Why CyberSecurity Mesh Is Trending in IT?
Although digital transformation was on the road map for many companies before the COVID-19 pandemic, it accelerated their efforts. As a result, many companies adopted the necessary technologies to help them support their workforces to work from anywhere.
So, these companies migrated many of their systems and data to the cloud, implemented containerized environments, and invested heavily in connected mobile and IoT devices and platforms. In simple terms, the pandemic required a shift away from on-site computing to a new approach that required distributed systems.
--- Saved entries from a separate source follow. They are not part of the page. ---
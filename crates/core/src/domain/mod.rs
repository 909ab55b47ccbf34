pub mod contract;
pub mod recommendation;
pub mod usage;
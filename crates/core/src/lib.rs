pub mod analysis;
pub mod domain;
pub mod ingest;
pub mod report;
pub mod time;

pub mod config {
    use crate::analysis::{AnalysisConfig, MissingKeyPolicy, DEFAULT_THRESHOLD};
    use anyhow::Context;
    use rust_decimal::Decimal;
    use std::str::FromStr;

    #[derive(Debug, Clone, Default)]
    pub struct Settings {
        pub usage_file: Option<String>,
        pub usage_source_url: Option<String>,
        pub usage_source_api_key: Option<String>,
        pub usage_source_path: Option<String>,
        pub usage_source_timeout_secs: Option<u64>,
        pub usage_window_days: Option<i64>,
        pub utilization_threshold: Option<String>,
        pub missing_key_policy: Option<String>,
        pub benefit_recommendations_url: Option<String>,
        pub benefit_recommendations_token: Option<String>,
        pub benefit_recommendations_api_version: Option<String>,
        pub report_dir: Option<String>,
        pub sentry_dsn: Option<String>,
        pub sentry_environment: Option<String>,
    }

    impl Settings {
        pub fn from_env() -> anyhow::Result<Self> {
            Ok(Self {
                usage_file: std::env::var("USAGE_FILE").ok(),
                usage_source_url: std::env::var("USAGE_SOURCE_URL").ok(),
                usage_source_api_key: std::env::var("USAGE_SOURCE_API_KEY").ok(),
                usage_source_path: std::env::var("USAGE_SOURCE_PATH").ok(),
                usage_source_timeout_secs: parse_var(
                    "USAGE_SOURCE_TIMEOUT_SECS",
                    std::env::var("USAGE_SOURCE_TIMEOUT_SECS").ok(),
                )?,
                usage_window_days: parse_var(
                    "USAGE_WINDOW_DAYS",
                    std::env::var("USAGE_WINDOW_DAYS").ok(),
                )?,
                utilization_threshold: std::env::var("UTILIZATION_THRESHOLD").ok(),
                missing_key_policy: std::env::var("MISSING_KEY_POLICY").ok(),
                benefit_recommendations_url: std::env::var("BENEFIT_RECOMMENDATIONS_URL").ok(),
                benefit_recommendations_token: std::env::var("BENEFIT_RECOMMENDATIONS_TOKEN").ok(),
                benefit_recommendations_api_version: std::env::var(
                    "BENEFIT_RECOMMENDATIONS_API_VERSION",
                )
                .ok(),
                report_dir: std::env::var("REPORT_DIR").ok(),
                sentry_dsn: std::env::var("SENTRY_DSN").ok(),
                sentry_environment: std::env::var("SENTRY_ENVIRONMENT").ok(),
            })
        }

        pub fn require_usage_source_url(&self) -> anyhow::Result<&str> {
            self.usage_source_url
                .as_deref()
                .context("USAGE_SOURCE_URL is required")
        }

        pub fn require_benefit_recommendations_url(&self) -> anyhow::Result<&str> {
            self.benefit_recommendations_url
                .as_deref()
                .context("BENEFIT_RECOMMENDATIONS_URL is required")
        }

        /// Build and validate the analysis config. CLI values take precedence over the
        /// environment.
        pub fn analysis_config(
            &self,
            threshold_override: Option<&str>,
            skip_missing_keys: bool,
        ) -> anyhow::Result<AnalysisConfig> {
            let threshold = match threshold_override.or(self.utilization_threshold.as_deref()) {
                Some(s) => Decimal::from_str(s.trim())
                    .with_context(|| format!("invalid utilization threshold {s:?}"))?,
                None => DEFAULT_THRESHOLD,
            };

            let missing_key_policy = if skip_missing_keys {
                MissingKeyPolicy::Skip
            } else {
                match self.missing_key_policy.as_deref() {
                    Some(s) => s.parse()?,
                    None => MissingKeyPolicy::default(),
                }
            };

            let config = AnalysisConfig {
                threshold,
                missing_key_policy,
            };
            config.validate()?;
            Ok(config)
        }
    }

    /// An unset or blank variable is `None`; anything else must parse.
    fn parse_var<T>(name: &str, raw: Option<String>) -> anyhow::Result<Option<T>>
    where
        T: FromStr,
        T::Err: std::error::Error + Send + Sync + 'static,
    {
        raw.filter(|s| !s.trim().is_empty())
            .map(|s| {
                s.trim()
                    .parse::<T>()
                    .with_context(|| format!("invalid {name} {s:?}"))
            })
            .transpose()
    }

}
In turn, this new approach to computing requires a new approach to security. This is more so, considering that working from more places creates more threats, with ransomware becoming more prevalent, and hackers being extremely adept at exploiting vulnerabilities and putting companies’ data and systems at risk.
That’s where a cybersecurity mesh comes in and, in this post, we’ll look at it and its benefits in more detail.
What Is CyberSecurity Mesh?
While there’s no formal definition for a cybersecurity mesh, it’s closely related to the principle of an identity control plane. In other words, it moves away from a traditional perimeter-based approach to security and shifts to a distributed approach where security is focused on the identities of machines on a network, creating individual security parameters for each access point.
A cybersecurity mesh facilitates the centralization of security policies while, at the same time, ensuring that the enforcement of these policies is distributed. This ensures that each access point’s security can be centrally managed which gives companies a robust and flexible approach to manage their cybersecurity when they’re operating from almost anywhere.
How Do You Implement Cybersecurity Mesh?
A cybersecurity mesh approach requires a complete reconfiguration of the security measures on a network. Traditionally, password-protected perimeters used in a ‘walled city’ approach allowed devices to gain access to a network.
So, in other words, when a device gains access to the network, it’s trusted on that network. And this is its biggest downfall, with up to 34% of data leaks and breaches occurring inside the network itself.
A cybersecurity mesh aims to solve this problem by forming a fundamental part of a zero-trust strategy where, by default, no device is trusted to access the rest of the network.
However, successfully implementing a cybersecurity mesh that uses zero trust requires the integration of the different measures during the planning, design and development process of a network.
When this is done correctly, it allows IT systems to adapt to emerging risks, threats, and access needs that change. In turn, the cybersecurity mesh ensures that a company’s data, systems, and equipment are protected and secured equally, no matter where they are located on the network.
The Bottom Line
The COVID-19 pandemic accelerated the digital transformation efforts of many companies. As a result, these companies shifted their computing approach to be more distributed and off-site, which was needed with many employees needing to work from almost anywhere.
This new approach to computing also requires a new approach to security to ensure that all parts of a company’s network are secure and its data protected. That’s where
a cybersecurity mesh comes in. Hopefully, this post helped illustrate what it is and how it’s implemented.